BEGIN DATA SHOWN
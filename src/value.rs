//! Dynamically typed elements.
//!
//! Values read from user input are not known to share a type. Integers and
//! floats compare numerically with each other; text compares with text.
//! Any other pairing is a `TypeMismatch`.

use std::cmp::Ordering;

use serde::{Deserialize, Serialize};

use crate::element::{mismatch, Element};
use crate::error::ExecutionError;

/// A sortable value of runtime-determined type.
///
/// # Examples
///
/// ```
/// use sortlab::Value;
///
/// let int_val = Value::Int(3);
/// let float_val = Value::Float(2.5);
/// let text_val = Value::Text("pear".to_string());
///
/// assert!(int_val.is_numeric());
/// assert!(float_val.is_numeric());
/// assert!(!text_val.is_numeric());
/// ```
#[derive(Debug, Clone, PartialEq, Serialize, Deserialize)]
#[serde(untagged)]
pub enum Value {
    /// Signed integer.
    Int(i64),
    /// Floating-point number; NaN compares with nothing.
    Float(f64),
    /// Arbitrary text, ordered lexicographically.
    Text(String),
}

impl Value {
    /// Parses an input token: integer first, then float, otherwise text.
    #[must_use]
    pub fn parse_token(token: &str) -> Self {
        if let Ok(v) = token.parse::<i64>() {
            return Self::Int(v);
        }
        if let Ok(v) = token.parse::<f64>() {
            return Self::Float(v);
        }
        Self::Text(token.to_string())
    }

    /// Returns true for `Int` and `Float`.
    #[must_use]
    pub const fn is_numeric(&self) -> bool {
        matches!(self, Self::Int(_) | Self::Float(_))
    }

    /// Numeric value as a float; `None` for text.
    #[must_use]
    #[allow(clippy::cast_precision_loss)]
    pub fn as_float(&self) -> Option<f64> {
        match self {
            Self::Float(v) => Some(*v),
            Self::Int(v) => Some(*v as f64),
            Self::Text(_) => None,
        }
    }

    /// Borrowed text; `None` for numbers.
    #[must_use]
    pub fn as_text(&self) -> Option<&str> {
        match self {
            Self::Text(v) => Some(v),
            _ => None,
        }
    }

    /// Returns a human-readable type name.
    #[must_use]
    pub const fn type_name(&self) -> &'static str {
        match self {
            Self::Int(_) => "int",
            Self::Float(_) => "float",
            Self::Text(_) => "text",
        }
    }
}

/// 2^63 as a float; the first value above every `i64`.
const I64_LIMIT: f64 = 9_223_372_036_854_775_808.0;

/// Exact ordering of an integer against a float, with no rounding of `int`.
///
/// `None` only for NaN.
#[allow(clippy::cast_possible_truncation)]
fn cmp_int_float(int: i64, float: f64) -> Option<Ordering> {
    if float.is_nan() {
        return None;
    }
    if float >= I64_LIMIT {
        return Some(Ordering::Less);
    }
    if float < -I64_LIMIT {
        return Some(Ordering::Greater);
    }
    // In range, so the truncation is exact.
    let whole = float.trunc();
    let ord = int.cmp(&(whole as i64));
    if ord != Ordering::Equal {
        return Some(ord);
    }
    whole.partial_cmp(&float)
}

impl Element for Value {
    fn try_cmp(&self, other: &Self) -> Result<Ordering, ExecutionError> {
        let ord = match (self, other) {
            (Self::Int(a), Self::Int(b)) => Some(a.cmp(b)),
            (Self::Float(a), Self::Float(b)) => a.partial_cmp(b),
            (Self::Int(a), Self::Float(b)) => cmp_int_float(*a, *b),
            (Self::Float(a), Self::Int(b)) => cmp_int_float(*b, *a).map(Ordering::reverse),
            (Self::Text(a), Self::Text(b)) => Some(a.cmp(b)),
            _ => None,
        };
        ord.ok_or_else(|| mismatch(self, other))
    }

    fn type_label(&self) -> &'static str {
        self.type_name()
    }
}

impl std::fmt::Display for Value {
    fn fmt(&self, f: &mut std::fmt::Formatter<'_>) -> std::fmt::Result {
        match self {
            Self::Int(v) => write!(f, "{v}"),
            Self::Float(v) => write!(f, "{v}"),
            Self::Text(v) => write!(f, "{v:?}"),
        }
    }
}

impl From<i32> for Value {
    fn from(v: i32) -> Self {
        Self::Int(i64::from(v))
    }
}

impl From<i64> for Value {
    fn from(v: i64) -> Self {
        Self::Int(v)
    }
}

impl From<f64> for Value {
    fn from(v: f64) -> Self {
        Self::Float(v)
    }
}

impl From<String> for Value {
    fn from(v: String) -> Self {
        Self::Text(v)
    }
}

impl From<&str> for Value {
    fn from(v: &str) -> Self {
        Self::Text(v.to_string())
    }
}

/// Parses whitespace- or comma-separated tokens into values.
#[must_use]
pub fn parse_values(text: &str) -> Vec<Value> {
    text.split(|c: char| c.is_whitespace() || c == ',')
        .filter(|t| !t.is_empty())
        .map(Value::parse_token)
        .collect()
}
END DATA SHOWN
WORK TO BE COMPLETED> Using the entries above, give again exactly the lines from the line holding "return Some(Ordering::Greater);" through the line holding "(Self::Int(a), Self::Int(b)) =>". Include both end lines and nothing else.

ANSWER FOR THE TASK>
        return Some(Ordering::Greater);
    }
    // In range, so the truncation is exact.
    let whole = float.trunc();
    let ord = int.cmp(&(whole as i64));
    if ord != Ordering::Equal {
        return Some(ord);
    }
    whole.partial_cmp(&float)
}

impl Element for Value {
    fn try_cmp(&self, other: &Self) -> Result<Ordering, ExecutionError> {
        let ord = match (self, other) {
            (Self::Int(a), Self::Int(b)) => Some(a.cmp(b)),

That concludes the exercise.